Adaptive patch sampling and location-aware reasoning for whole body PET-CT multi-organ segmentation
摘要
Patch-wise learning is a common strategy for training neural networks on large-scale dense prediction problems, yet existing approaches assume uniform or fixed sampling distributions. This assumption is suboptimal when learning difficulty varies spatially and evolves with the model state during optimization. We reformulate patch-wise learning as a dynamic computation allocation problem and propose an adaptive patch sampling (APS) algorithm that learns where to sample by constructing model-state-dependent sampling distributions from voxel-wise uncertainty and prediction error. To learn what contextual information is encoded within sampled patches, we introduce a patch encoding (PE) block that infers implicit location information and modulates feature representations through context-dependent channel-wise attention, without relying on explicit spatial coordinates.
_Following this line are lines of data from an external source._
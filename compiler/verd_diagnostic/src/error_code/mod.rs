//! Error codes for syntax diagnostics.
//!
//! The first digit after the prefix names the phase that produced the code.

use std::fmt;

use crate::Severity;

/// Error codes for syntax diagnostics.
///
/// Format: `E####` for errors, `W####` for warnings. First digit:
/// - 0: lexer
/// - 1: parser
/// - 2: trivia (comments, skipped text)
#[derive(Copy, Clone, Eq, PartialEq, Hash, Debug)]
pub enum ErrorCode {
    // Lexer Errors (E0xxx)
    /// Unterminated string literal
    E0001,
    /// Invalid character in source
    E0002,
    /// Invalid number literal
    E0003,
    /// Unterminated block comment
    E0004,

    // Parser Errors (E1xxx)
    /// Unexpected token
    E1001,
    /// Expected expression
    E1002,
    /// Unclosed delimiter
    E1003,
    /// Expected identifier
    E1004,
    /// Missing token was synthesized
    E1005,

    // Trivia Errors (E2xxx)
    /// Tokens skipped during error recovery
    E2001,
    /// Malformed doc comment
    E2002,

    // Warnings
    /// Mixed tabs and spaces in indentation
    W0001,
    /// Empty statement
    W1001,
}

impl ErrorCode {
    /// The code as written in diagnostics (e.g., `"E1001"`).
    pub fn as_str(&self) -> &'static str {
        match self {
            ErrorCode::E0001 => "E0001",
            ErrorCode::E0002 => "E0002",
            ErrorCode::E0003 => "E0003",
            ErrorCode::E0004 => "E0004",
            ErrorCode::E1001 => "E1001",
            ErrorCode::E1002 => "E1002",
            ErrorCode::E1003 => "E1003",
            ErrorCode::E1004 => "E1004",
            ErrorCode::E1005 => "E1005",
            ErrorCode::E2001 => "E2001",
            ErrorCode::E2002 => "E2002",
            ErrorCode::W0001 => "W0001",
            ErrorCode::W1001 => "W1001",
        }
    }

    /// Check if this is a lexer code (`E0xxx`/`W0xxx`).
    pub fn is_lexer_error(&self) -> bool {
        self.phase_digit() == b'0'
    }

    /// Check if this is a parser code (`E1xxx`/`W1xxx`).
    pub fn is_parser_error(&self) -> bool {
        self.phase_digit() == b'1'
    }

    /// Check if this is a trivia code (`E2xxx`).
    pub fn is_trivia_error(&self) -> bool {
        self.phase_digit() == b'2'
    }

    /// Check if this is a warning code (`W` prefix).
    pub fn is_warning(&self) -> bool {
        self.as_str().starts_with('W')
    }

    /// Severity a record with this code gets unless overridden.
    pub fn default_severity(&self) -> Severity {
        if self.is_warning() {
            Severity::Warning
        } else {
            Severity::Error
        }
    }

    fn phase_digit(&self) -> u8 {
        self.as_str().as_bytes()[1]
    }
}

impl fmt::Display for ErrorCode {
    fn fmt(&self, f: &mut fmt::Formatter<'_>) -> fmt::Result {
        write!(f, "{}", self.as_str())
    }
}

#[cfg(test)]
mod tests;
Experiments on whole-body multi-organ PET-CT segmentation demonstrate faster convergence and consistent performance gains, with external validation on Synapse dataset confirming robustness. Mechanistic analyses of learning dynamics further characterize sampling behavior induced by APS and representation modulation driven by the PE block through attention analysis and causal channel pruning. Overall, this work contributes an efficient learning strategy for patch-wise training and provides insight into how dynamic sampling and contextual conditioning influence optimization in large-scale dense prediction tasks.